Language English Country Netherlands Media print-electronic

Document type Journal Article, Randomized Controlled Trial

Links

PubMed 34988847
DOI 10.1007/s10840-021-01113-9
PII: 10.1007/s10840-021-01113-9
Knihovny.cz E-resources

PURPOSE: Durable pulmonary vein (PV) isolation (PVI) determines the clinical success of catheter ablation for atrial fibrillation.

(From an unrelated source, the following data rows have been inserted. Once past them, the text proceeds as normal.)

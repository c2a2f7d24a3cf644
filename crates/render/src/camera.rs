use glam::{UVec2, Vec2};

const MIN_ZOOM: f32 = 0.1;
const MAX_ZOOM: f32 = 8.0;

/// Top-down 2D camera. `position` is the world-pixel point drawn at the
/// canvas origin.
/// Camera motion is presentation state and lives outside the world grid.
#[derive(Debug, Clone, Copy, PartialEq)]
pub struct Camera2D {
    pub position: Vec2,
    pub zoom: f32,
}

impl Default for Camera2D {
    fn default() -> Self {
        Self {
            position: Vec2::ZERO,
            zoom: 1.0,
        }
    }
}

impl Camera2D {
    pub fn new(position: Vec2, zoom: f32) -> Self {
        Self {
            position,
            zoom: zoom.clamp(MIN_ZOOM, MAX_ZOOM),
        }
    }

    /// Zoom actually applied. `zoom` is public, so out-of-range or
    /// non-finite values set directly are brought back into range here.
    pub fn effective_zoom(&self) -> f32 {
        if self.zoom.is_finite() {
            self.zoom.clamp(MIN_ZOOM, MAX_ZOOM)
        } else {
            1.0
        }
    }

    /// World-pixel size of the area a canvas shows at the current zoom.
    pub fn viewport_size(&self, canvas: UVec2) -> Vec2 {
        canvas.as_vec2() / self.effective_zoom()
    }

    pub fn world_to_screen(&self, world: Vec2) -> Vec2 {
        (world - self.position) * self.effective_zoom()
    }

    pub fn screen_to_world(&self, screen: Vec2) -> Vec2 {
        screen / self.effective_zoom() + self.position
    }

    /// Move so that `target` sits in the middle of the canvas.
    pub fn center_on(&mut self, target: Vec2, canvas: UVec2) {
        self.position = target - self.viewport_size(canvas) * 0.5;
    }

    pub fn pan(&mut self, delta: Vec2) {
        self.position += delta / self.effective_zoom();
    }

    /// Multiply zoom by `factor`, keeping the canvas centre fixed.
    pub fn zoom_by(&mut self, factor: f32, canvas: UVec2) {
        let centre = self.screen_to_world(canvas.as_vec2() * 0.5);
        self.zoom = (self.effective_zoom() * factor).clamp(MIN_ZOOM, MAX_ZOOM);
        self.center_on(centre, canvas);
    }
}

#[cfg(test)]
mod tests {
    use super::*;

    #[test]
    fn default_camera() {
        let cam = Camera2D::default();
        assert_eq!(cam.viewport_size(UVec2::new(800, 600)), Vec2::new(800.0, 600.0));
        assert_eq!(cam.world_to_screen(Vec2::new(10.0, 5.0)), Vec2::new(10.0, 5.0));
    }

    #[test]
    fn zoom_shrinks_viewport() {
        let cam = Camera2D::new(Vec2::new(100.0, 100.0), 2.0);
        assert_eq!(cam.viewport_size(UVec2::new(800, 600)), Vec2::new(400.0, 300.0));
        let p = Vec2::new(150.0, 120.0);
        assert_eq!(cam.screen_to_world(cam.world_to_screen(p)), p);
    }

    #[test]
    fn zoom_keeps_centre() {
        let canvas = UVec2::new(800, 600);
        let mut cam = Camera2D::default();
        cam.center_on(Vec2::new(1000.0, 1000.0), canvas);
        cam.zoom_by(2.0, canvas);
        assert_eq!(cam.screen_to_world(canvas.as_vec2() * 0.5), Vec2::new(1000.0, 1000.0));
        cam.zoom_by(1000.0, canvas);
        assert_eq!(cam.zoom, MAX_ZOOM);
    }

    #[test]
    fn degenerate_zoom_is_brought_into_range() {
        let canvas = UVec2::new(800, 600);
        let mut cam = Camera2D::default();
        cam.zoom = 0.0;
        assert_eq!(cam.effective_zoom(), MIN_ZOOM);
        assert!(cam.viewport_size(canvas).is_finite());
        cam.zoom = f32::NAN;
        assert_eq!(cam.viewport_size(canvas), canvas.as_vec2());
    }

    #[test]
    fn pan_is_in_screen_pixels() {
        let mut cam = Camera2D::new(Vec2::ZERO, 2.0);
        cam.pan(Vec2::new(10.0, 0.0));
        assert_eq!(cam.position, Vec2::new(5.0, 0.0));
    }
}
use std::collections::BTreeMap;
use tilescape_common::{Rgb, TileType};
use tilescape_kernel::{NpcPlacement, SpawnPoint, TileGrid};

/// World inspector for developer tooling.
///
/// Read-only queries against a tile grid and its placements for debugging
/// and CLI output.
pub struct WorldInspector;

impl WorldInspector {
    /// Produce a summary of the grid.
    pub fn summary(grid: &TileGrid) -> WorldSummary {
        WorldSummary {
            cols: grid.cols(),
            rows: grid.rows(),
            tile_size: grid.tile_size(),
            records: grid.len(),
            dense: grid.is_dense(),
            state_hash: grid.state_hash(),
        }
    }

    /// Count cells per tile type. Absent cells count as the default type.
    pub fn histogram(grid: &TileGrid) -> TileHistogram {
        let mut counts: BTreeMap<TileType, usize> = BTreeMap::new();
        for record in grid.tiles() {
            *counts.entry(record.tile_type).or_default() += 1;
        }
        let total = grid.cols() as usize * grid.rows() as usize;
        let absent = total - grid.len();
        if absent > 0 {
            *counts.entry(TileGrid::DEFAULT_TYPE).or_default() += absent;
        }
        TileHistogram {
            counts,
            total,
            absent,
        }
    }

    /// Details of one cell, or `None` outside the grid.
    pub fn inspect_tile(grid: &TileGrid, col: u32, row: u32) -> Option<TileInfo> {
        let tile_type = grid.tile_at(col, row)?;
        let record = grid.record_at(col, row);
        Some(TileInfo {
            col,
            row,
            tile_type,
            color: record.map_or(tile_type.fallback_color(), |r| r.color),
            texture_variant: record.map_or(0.0, |r| r.texture_variant),
            materialized: record.is_some(),
            walkable: tile_type.is_walkable(),
        })
    }

    /// One line per spawn point and NPC.
    pub fn placements(spawns: &[SpawnPoint], npcs: &[NpcPlacement], tile_size: u32) -> Vec<String> {
        let spawn_lines = spawns.iter().map(|s| {
            let (col, row) = s.tile(tile_size);
            format!(
                "spawn {} [{}] at ({:.0}, {:.0}) tile ({col}, {row}){}",
                s.name,
                s.kind,
                s.x,
                s.y,
                if s.clamped { " clamped" } else { "" }
            )
        });
        let npc_lines = npcs.iter().map(|n| {
            format!(
                "npc {} \"{}\" {} at ({:.0}, {:.0}){}",
                n.id,
                n.display_name,
                n.behavior_tag,
                n.x,
                n.y,
                if n.clamped { " clamped" } else { "" }
            )
        });
        spawn_lines.chain(npc_lines).collect()
    }
}

/// Summary of a grid for the inspector.
#[derive(Debug, Clone, PartialEq)]
pub struct WorldSummary {
    pub cols: u32,
    pub rows: u32,
    pub tile_size: u32,
    pub records: usize,
    pub dense: bool,
    pub state_hash: u64,
}

impl std::fmt::Display for WorldSummary {
    fn fmt(&self, f: &mut std::fmt::Formatter<'_>) -> std::fmt::Result {
        write!(
            f,
            "World: {}x{} tiles @ {}px records={}{} hash={:016x}",
            self.cols,
            self.rows,
            self.tile_size,
            self.records,
            if self.dense { " (dense)" } else { "" },
            self.state_hash
        )
    }
}

/// Cell counts per tile type.
#[derive(Debug, Clone, PartialEq)]
pub struct TileHistogram {
    pub counts: BTreeMap<TileType, usize>,
    /// Cells in the grid, materialized or not.
    pub total: usize,
    /// Cells with no record, counted under the default type.
    pub absent: usize,
}

impl TileHistogram {
    pub fn count(&self, tile: TileType) -> usize {
        self.counts.get(&tile).copied().unwrap_or(0)
    }

    /// Share of cells of a type, in percent.
    pub fn percent(&self, tile: TileType) -> f64 {
        if self.total == 0 {
            return 0.0;
        }
        self.count(tile) as f64 * 100.0 / self.total as f64
    }
}

impl std::fmt::Display for TileHistogram {
    fn fmt(&self, f: &mut std::fmt::Formatter<'_>) -> std::fmt::Result {
        for (tile, count) in &self.counts {
            writeln!(f, "{:>6} {:>8} {:>6.2}%", tile.name(), count, self.percent(*tile))?;
        }
        if self.absent > 0 {
            writeln!(f, "({} absent cells counted as {})", self.absent, TileGrid::DEFAULT_TYPE)?;
        }
        Ok(())
    }
}

/// Detailed info about a single cell.
#[derive(Debug, Clone, PartialEq)]
pub struct TileInfo {
    pub col: u32,
    pub row: u32,
    pub tile_type: TileType,
    pub color: Rgb,
    pub texture_variant: f64,
    /// Whether the grid holds a record for this cell.
    pub materialized: bool,
    pub walkable: bool,
}

impl std::fmt::Display for TileInfo {
    fn fmt(&self, f: &mut std::fmt::Formatter<'_>) -> std::fmt::Result {
        write!(
            f,
            "Tile ({}, {}) {} color={} variant={:.3}{}",
            self.col,
            self.row,
            self.tile_type,
            self.color,
            self.texture_variant,
            if self.walkable { "" } else { " blocked" }
        )
    }
}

In this randomized study, we investigated whether the temporally discontiguous deployment of ablation lesions adversely affected the acute efficacy of PVI. METHODS: Thirty-six consecutive patients with drug-refractory paroxysmal atrial fibrillation (aged 59 ± 11, 58% males) were randomized 1:1 to either discontiguous (D-PVI) or contiguous (C-PVI) encircling radiofrequency (RF) lesions around ipsilateral PVs. A contact force-sensing catheter was used targeting a final interlesion distance < 6 mm and the ablation index of 400-450 (anterior wall) and 300-350 (posterior wall). The study endpoint was defined as failure of first-pass PVI or acute PV reconnection during a waiting time (> 30 min) followed by adenosine challenge. RESULTS: The total RF time, number of RF lesions, and mean interlesion distance were comparable in both groups. Total endpoint rates were 1/36 (3%) in the D-PVI vs 4/36 (11%) in the C-PVI groups; P = 0.34 for superiority, P = 0.008 for non-inferiority. Adenosine-induced reconnection of right PVs was the only endpoint in the D-PVI group. In the C-PVI group, first-pass PVI failed in 2 right PVs and spontaneous reconnection occurred in 2 other circles (left and right PVs). CONCLUSION: Temporally discontiguous deployment of RF lesions is not associated with lower procedural PVI efficacy when strict criteria for interlesion distance and ablation index are applied. The development of local edema around each ablation site does not prevent effective RF lesion formation at adjacent positions. TRIAL REGISTRATION: clinicaltrials.gov (NCT03332862).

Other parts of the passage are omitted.